For that matter, I have always wondered why airlines allow passengers to transport large amounts of highly flammable liquids, otherwise describable as duty-free booze. Given most airlines' avowed commitment to safety (which is apparently why flight attendants are no longer stewards and stewardesses -- they are there to ensure your safety and, on some airlines that shall remain nameless, that has meant to hell with service) this seems decidedly strange thinking.
This nicely leads us into this week's topic: How people think of our skills. I was recently at an end-of-season party for my son's soccer team and at one point, our hostess cornered me and said, "If you're not rushing off, perhaps you could look at our PC. My husband did something to it and now it is running slow."
I was so surprised, all I could reply was, "Sorry, we have to go." I should have said, "Are you kidding me?"
I don't know if you've had this kind of experience, but I suspect it is not unusual -- it has certainly happened to some of my friends.
Apparently there are lots of people out there who seem to think that being knowledgeable and competent with PCs is somehow a minor skill that ranks alongside house cleaning or pruning roses.
In my case, our hosts were acquaintances, not friends, and the husband (who for the sake of simplicity we'll call Herbert) is a partner in the practice that my lawyer works for. I'll bet that if I turned round to Herbert at a party and said, "I wonder if you'd spend an hour or so on this contract while you're here?" I'd get a definite "No" for an answer.
Hell, I know that there were plumbers and doctors at the party, but would she have asked any of them to fix her sink or examine her lumbago while they were there? I rather doubt it.

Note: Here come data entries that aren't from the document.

//! Great-circle distance, used by the Movement Tracker (§4.7) to accumulate
//! walk-session distance.

/// Mean Earth radius in meters, as specified in spec.md §4.7.
const EARTH_RADIUS_M: f64 = 6_371_008.8;

/// Haversine distance between two lat/lon points, in meters.
pub fn haversine_m(lat1: f64, lon1: f64, lat2: f64, lon2: f64) -> f64 {
    let (lat1r, lat2r) = (lat1.to_radians(), lat2.to_radians());
    let dlat = (lat2 - lat1).to_radians();
    let dlon = (lon2 - lon1).to_radians();

    let a = (dlat / 2.0).sin().powi(2) + lat1r.cos() * lat2r.cos() * (dlon / 2.0).sin().powi(2);
    let c = 2.0 * a.sqrt().asin();
    EARTH_RADIUS_M * c
}
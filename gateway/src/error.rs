use std::fmt;

/// Result of trying to pull one complete protocol frame out of a [`crate::codec::framing::FramingBuffer`].
#[derive(Debug, Clone, PartialEq, Eq)]
pub enum FrameError {
    /// Not enough bytes buffered yet; caller should return to the read loop.
    NeedMore,
    /// The buffer cannot hold any more bytes without exceeding its cap.
    BufferOverflow,
    /// Bytes were consumed but did not form a well-formed frame.
    Malformed(&'static str),
    /// 1024 consecutive resync bytes were skipped without finding a valid AVL preamble.
    ResyncExhausted,
}

impl fmt::Display for FrameError {
    fn fmt(&self, f: &mut fmt::Formatter<'_>) -> fmt::Result {
        match self {
            FrameError::NeedMore => write!(f, "need more bytes"),
            FrameError::BufferOverflow => write!(f, "framing buffer overflow"),
            FrameError::Malformed(reason) => write!(f, "malformed frame: {reason}"),
            FrameError::ResyncExhausted => write!(f, "resync exhausted after 1024 bytes"),
        }
    }
}

impl std::error::Error for FrameError {}

/// Terminal reasons a [`crate::session::Session`] closes a connection.
#[derive(Debug, Clone, Copy, PartialEq, Eq)]
pub enum SessionClose {
    UnknownDevice,
    BadHandshake,
    ProtocolError,
    BufferOverflow,
    IdleTimeout,
    SocketWriteFail,
    Replaced,
    Shutdown,
}

impl fmt::Display for SessionClose {
    fn fmt(&self, f: &mut fmt::Formatter<'_>) -> fmt::Result {
        let s = match self {
            SessionClose::UnknownDevice => "unknown_device",
            SessionClose::BadHandshake => "bad_handshake",
            SessionClose::ProtocolError => "protocol_error",
            SessionClose::BufferOverflow => "buffer_overflow",
            SessionClose::IdleTimeout => "idle_timeout",
            SessionClose::SocketWriteFail => "socket_write_fail",
            SessionClose::Replaced => "replaced_by_reconnect",
            SessionClose::Shutdown => "shutdown",
        };
        write!(f, "{s}")
    }
}

/// Errors a [`crate::repository::Repository`] implementation may return.
#[derive(Debug, Clone, PartialEq, Eq)]
pub enum RepositoryError {
    NotFound,
    /// A retryable failure (network blip, lock contention, ...).
    Transient(String),
    /// A non-retryable failure. Treated as transient at runtime per spec (only
    /// fatal during startup), but kept distinct so callers can tell the two apart.
    Fatal(String),
}

impl fmt::Display for RepositoryError {
    fn fmt(&self, f: &mut fmt::Formatter<'_>) -> fmt::Result {
        match self {
            RepositoryError::NotFound => write!(f, "device not found"),
            RepositoryError::Transient(msg) => write!(f, "transient store error: {msg}"),
            RepositoryError::Fatal(msg) => write!(f, "fatal store error: {msg}"),
        }
    }
}

impl std::error::Error for RepositoryError {}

But for some strange reason, having computer knowledge is respected but treated lightly in our culture. The fact that someone has spent five, 10 or 15 years in the industry learning the arcane knowledge of how to make PCs and networks work doesn't seem to be a serious thing. Do they think what we do has little intrinsic value? Do these people think that PC knowledge is not important? Do they perhaps equate PCs with game consoles?
I am at a loss for an answer, and your thoughts would be most welcome. Now if you'll excuse me, I must try to recover my trashed messages. That is, unless you've got a few moments to take a look at them for me. ...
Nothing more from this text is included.